If high school is to prepare us for college, and college is to prepare us for the ‘real world,’ I get the feeling that many students across the country will graduate completely unprepared.

Take a look at our requirements for graduation at Lehigh. Regardless of our majors, we are expected to complete various credits of humanities, social sciences and natural sciences. Many students opt for the easy choices, the ‘GPA-padders.’

More so, it seems ridiculous to me that some students are required to take a specific math class for an unrelated major, or two natural science classes and a lab when many of these concepts might never be applied in our everyday lives.

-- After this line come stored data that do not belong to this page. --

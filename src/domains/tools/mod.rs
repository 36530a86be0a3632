//! Tools domain module.
//!
//! This module handles all tool-related functionality for the MCP server.
//! Tools are executable functions that can be called by MCP clients to
//! clone repositories and navigate the local clones.
//!
//! ## Architecture
//!
//! - `definitions/` - Individual tool implementations (one file per tool)
//! - `router.rs` - Dynamic ToolRouter builder
//! - `registry.rs` - Central tool registry (names and metadata)
//! - `error.rs` - Tool-specific error types
//!
//! ## Adding a New Tool
//!
//! 1. Create a new file in `definitions/` (e.g., `my_tool.rs`)
//! 2. Define params and execute()
//! 3. Export in `definitions/mod.rs`
//! 4. Add route in `router.rs` using `with_route()`
//! 5. Register in `registry.rs`
//!
//! **No need to modify `server.rs`!** The router is built dynamically.

pub mod definitions;
mod error;
mod registry;
pub mod router;

pub use error::ToolError;
pub use registry::ToolRegistry;
pub use router::build_tool_router;
//! Cache usage tool definition.
//!
//! Reports total cache storage usage, the configured limit, and a per-entry
//! breakdown.

use futures::FutureExt;
use rmcp::{
    ErrorData as McpError,
    handler::server::tool::{ToolCallContext, ToolRoute, schema_for_type},
    model::{CallToolResult, Content, Tool},
};
use schemars::JsonSchema;
use serde::{Deserialize, Serialize};
use std::sync::Arc;
use tracing::instrument;

use super::repo::common::{format_size, iso_timestamp};
use crate::domains::cache::CacheManager;

// ============================================================================
// Tool Parameters
// ============================================================================

/// Parameters for the cache usage tool (none).
#[derive(Debug, Clone, Default, Deserialize, JsonSchema)]
pub struct CacheUsageParams {}

/// One cached repository in the breakdown
#[derive(Debug, Serialize, JsonSchema)]
struct UsageEntry {
    /// Directory name under the cache base
    name: String,
    size_bytes: u64,
    size_human: String,
    #[serde(skip_serializing_if = "Option::is_none")]
    last_access_iso: Option<String>,
}

/// Result of a usage request
#[derive(Debug, Serialize, JsonSchema)]
struct UsageOutcome {
    base_path: String,
    total_bytes: u64,
    total_human: String,
    #[serde(skip_serializing_if = "Option::is_none")]
    limit_bytes: Option<u64>,
    entry_count: usize,
    entries: Vec<UsageEntry>,
}

// ============================================================================
// Tool Definition
// ============================================================================

/// Cache usage tool - reports storage used by cached repositories.
pub struct CacheUsageTool;

impl CacheUsageTool {
    /// Tool name as registered in MCP.
    pub const NAME: &'static str = "cache_usage";

    /// Tool description shown to clients.
    pub const DESCRIPTION: &'static str = "Report total storage used by the repository cache, the configured limit, and a per-repository breakdown.";

    /// Execute the tool logic.
    #[instrument(skip_all)]
    pub fn execute(_params: &CacheUsageParams, cache: &CacheManager) -> CallToolResult {
        let mut entries: Vec<UsageEntry> = cache
            .entries()
            .into_iter()
            .map(|e| UsageEntry {
                name: e.name,
                size_bytes: e.size_bytes,
                size_human: format_size(e.size_bytes),
                last_access_iso: e.metadata.and_then(|m| iso_timestamp(m.last_access)),
            })
            .collect();
        entries.sort_by(|a, b| b.size_bytes.cmp(&a.size_bytes));

        let total_bytes = cache.usage_bytes();

        let outcome = UsageOutcome {
            base_path: cache.base_path().display().to_string(),
            total_bytes,
            total_human: format_size(total_bytes),
            limit_bytes: cache.storage_limit_bytes(),
            entry_count: entries.len(),
            entries,
        };

        let summary = match outcome.limit_bytes {
            Some(limit) => format!(
                "Cache: {} used of {} limit across {} repositories",
                outcome.total_human,
                format_size(limit),
                outcome.entry_count
            ),
            None => format!(
                "Cache: {} used across {} repositories (no limit)",
                outcome.total_human, outcome.entry_count
            ),
        };

        CallToolResult {
            content: vec![Content::text(summary)],
            structured_content: serde_json::to_value(&outcome).ok(),
            is_error: Some(false),
            meta: None,
        }
    }

    /// Create a Tool model for this tool (metadata).
    pub fn to_tool() -> Tool {
        Tool {
            name: Self::NAME.into(),
            description: Some(Self::DESCRIPTION.into()),
            input_schema: schema_for_type::<CacheUsageParams>().into(),
            annotations: None,
            output_schema: Some(schema_for_type::<UsageOutcome>().into()),
            icons: None,
            meta: None,
            title: None,
        }
    }

    /// Create a ToolRoute for the transport router.
    pub fn create_route<S>(cache: Arc<CacheManager>) -> ToolRoute<S>
    where
        S: Send + Sync + 'static,
    {
        ToolRoute::new_dyn(Self::to_tool(), move |ctx: ToolCallContext<'_, S>| {
            let args = ctx.arguments.clone().unwrap_or_default();
            let cache = cache.clone();
            async move {
                let params: CacheUsageParams =
                    serde_json::from_value(serde_json::Value::Object(args))
                        .map_err(|e| McpError::invalid_params(e.to_string(), None))?;
                Ok(Self::execute(&params, &cache))
            }
            .boxed()
        })
    }
}

// ============================================================================
// Tests
// ============================================================================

There are certain subjects I believe should be mandatory for college students to understand. Whether this come in the form of a mandatory group of classes that each cover a necessary topic, or a single class that briefly covers a wider range, every student should graduate from college knowing about our government, at a local, state and national level. 

Every student should know the working of a stable democracy, how ours functions and how it compares to other nations.

Students should understand health care, welfare and what we’re fighting for overseas.

How can a 22-year-old be expected to make competent choices on a ballot if they don’t know what they’re voting for? If they don’t understand the stakes of a particular election?   

Every student should know about the history of his or her own country and the history of modern democracy. We’re fortunate enough that we don’t live in an authoritative or totalitarian state and we should be aware of how we got here.  

The French Revolution. Nationalism, Marxism and Capitalism. Both World Wars. Current events, terrorism and the rise of populism. These are all crucial topics to know if we want to truly understand how our society functions. 

These themes shouldn’t just stop at America’s borders, however. They should apply across the globe. To graduate with an ‘America first’ mindset is a dangerous game, especially if we are single-minded and only care about our own society.

It’s important to be empathetic to other societies. We should look at the Latin American migration crisis and be heartbroken and eager to help. The significance of Notre Dame’s inferno and the destruction of historical sites by the Islamic State in Syria should shock and appall us.

We should know why it’s so strange that President Donald Trump backs Saudi Arabia, despite the regime murdering a Washington Post journalist.

Don’t get me wrong. I’m glad that I know basic statistics and the principles of economics. I’m glad that I know rock formation and the process behind glaciation. I’m glad that students have opportunities to take classes that interest them, or to even take the easier ones to support a transcript.

But if universities can define what subjects students should well-versed in after satisfying the general requirements of their majors, they should also promote that students learn the values and topics that will help us be the most educated, well-informed and contributing citizens we can be.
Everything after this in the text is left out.